Aleksandra Kasuba: Shelters for Senses 2 May - 4 October 2026

Aleksandra Kasuba Shell Dweller IV 1989 © Lithuanian National Museum of Art

This summer Tate St Ives presents the first UK museum exhibition of the work of Lithuanian American artist Aleksandra Kasuba (1923-2019). The show covers seven decades of Kasuba’s wide-ranging career, from her early paintings and mosaics to her later sculptures and public artworks, including her innovative spatial environments.

Kasuba was a visionary artist, often inspired by forms found in nature, such as shells, rocks, vegetation and marine life. Driven by a desire to forge a deeper connection between humanity and the natural world, Kasuba created art that imagined alternative ways of living. Kasuba’s work drew on different disciplines, and in the late 1960s, she collaborated with the Experiments in Art and Technology (EAT) group, made up of artists, engineers and scientists.
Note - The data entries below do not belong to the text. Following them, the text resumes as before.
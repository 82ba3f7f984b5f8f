use std::sync::{Arc, Mutex};
use std::time::Duration;

use futures::future::join_all;
use tokio::time::Instant;
use tokio_util::task::TaskTracker;

use crate::application::usecases::NotificationDispatcher;
use crate::application::{AppError, AppResult, EngineConfig, ListingsSource, WatchRepository};
use crate::domain::{ActiveKeywords, Listing, Match, NoveltyTracker, ResetReason, Watch};

/// Summary of one executed cycle.
#[derive(Clone, Debug, Default)]
pub struct CycleReport {
    pub cycle: u64,
    pub keywords: Vec<String>,
    pub matches: usize,
    /// Watchers handed a notification; delivery itself completes in the background.
    pub deliveries: usize,
    pub reset: Option<ResetReason>,
    pub elapsed: Duration,
}

/// One poll-classify-notify iteration. Holds the novelty state across cycles;
/// callers must not run two cycles at once (the scheduler guarantees this).
///
/// Observed ids are committed before any notification goes out, and
/// deliveries run as detached tasks, so a stalled notifier never holds up
/// the cycle.
pub struct PollCycleUseCase {
    watches: Arc<dyn WatchRepository>,
    source: Arc<dyn ListingsSource>,
    dispatcher: Arc<NotificationDispatcher>,
    config: EngineConfig,
    tracker: Mutex<NoveltyTracker>,
    in_flight: TaskTracker,
}

impl PollCycleUseCase {
    pub fn new(
        watches: Arc<dyn WatchRepository>,
        source: Arc<dyn ListingsSource>,
        dispatcher: NotificationDispatcher,
        config: EngineConfig,
    ) -> Self {
        Self {
            watches,
            source,
            dispatcher: Arc::new(dispatcher),
            config,
            tracker: Mutex::new(NoveltyTracker::new()),
            in_flight: TaskTracker::new(),
        }
    }

    pub fn config(&self) -> &EngineConfig {
        &self.config
    }

    pub fn seen_len(&self) -> usize {
        self.tracker.lock().map(|t| t.seen_len()).unwrap_or(0)
    }

    /// Number of notifications still being delivered.
    pub fn pending_deliveries(&self) -> usize {
        self.in_flight.len()
    }

    /// Waits until every delivery spawned so far has finished.
    pub async fn flush_deliveries(&self) {
        self.in_flight.close();
        self.in_flight.wait().await;
        self.in_flight.reopen();
    }

    fn tracker(&self) -> AppResult<std::sync::MutexGuard<'_, NoveltyTracker>> {
        self.tracker
            .lock()
            .map_err(|_| AppError::Storage("novelty tracker lock poisoned".into()))
    }

    pub async fn execute(&self, cycle: u64) -> AppResult<CycleReport> {
        let started = Instant::now();
        let mut report = CycleReport {
            cycle,
            ..Default::default()
        };

        let watches = self.watches.list_watches().await?;
        if watches.is_empty() {
            tracing::info!(cycle, "no watches found, skipping search");
            report.elapsed = started.elapsed();
            return Ok(report);
        }

        let keywords = ActiveKeywords::from_watches(&watches);
        report.keywords = keywords.to_vec();
        report.reset = self
            .tracker()?
            .begin_cycle(cycle, &keywords, self.config.clear_cycles_limit);
        if let Some(reason) = report.reset {
            tracing::info!(cycle, %reason, "seen listings cleared, searches refreshed");
        }

        if keywords.is_empty() {
            tracing::info!(cycle, "no keywords defined, skipping search");
            report.elapsed = started.elapsed();
            return Ok(report);
        }

        let fetched = join_all(keywords.iter().map(|k| self.fetch_keyword(k))).await;

        let (matches, observed) = {
            let tracker = self.tracker()?;
            let mut matches: Vec<Match> = Vec::new();
            let mut observed: Vec<String> = Vec::new();
            for (keyword, listings) in keywords.iter().zip(&fetched) {
                let c = tracker.classify(keyword, listings);
                matches.extend(c.matches);
                observed.extend(c.observed);
            }
            (matches, observed)
        };
        report.matches = matches.len();

        if !self.tracker()?.commit(cycle, observed) {
            tracing::warn!(cycle, "a later cycle already committed, discarding observed ids");
        }

        for (watch, batch) in group_by_watch(&watches, &matches) {
            let dispatcher = Arc::clone(&self.dispatcher);
            let watch = watch.clone();
            self.in_flight.spawn(async move {
                dispatcher.deliver(&watch, &batch).await;
            });
            report.deliveries += 1;
        }

        report.elapsed = started.elapsed();
        Ok(report)
    }

    async fn fetch_keyword(&self, keyword: &str) -> Vec<Listing> {
        match self.source.fetch(keyword).await {
            Ok(listings) => listings,
            Err(e) => {
                tracing::warn!(keyword, "search failed, treating as no results: {e}");
                Vec::new()
            }
        }
    }
}

/// Each watch gets every match produced by one of its keywords, in match order.
pub fn group_by_watch<'a>(
    watches: &'a [Watch],
    matches: &[Match],
) -> Vec<(&'a Watch, Vec<Match>)> {
    watches
        .iter()
        .filter_map(|w| {
            let batch: Vec<Match> = matches
                .iter()
                .filter(|m| w.tracks(&m.keyword))
                .cloned()
                .collect();
            (!batch.is_empty()).then_some((w, batch))
        })
        .collect()
}
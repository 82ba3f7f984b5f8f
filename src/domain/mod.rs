pub mod listing;
pub mod novelty;
pub mod watch;

pub use listing::*;
pub use novelty::*;
pub use watch::*;
pub mod config;
pub mod http_api;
In 1944, because of successive occupations by the Soviet Union and Nazi Germany, Kasuba fled Lithuania. After living in a displaced persons camp in Germany, she emigrated to America in 1947, first settling in New York, before moving to New Mexico later in life. During her time in New York, she designed large-scale mosaics and murals in brick, marble and granite for the interiors and exteriors of public buildings. Among these were a pavement at the Old Post Office Plaza on Pennsylvania Avenue in Washington DC, the mosaic at the Container Corp Headquarters in Chicago and the relief at Lexington Avenue in New York, and a 4,000 square feet wall in etched granite at the World Trade Centre, which was destroyed in the 9/11 terrorist attacks.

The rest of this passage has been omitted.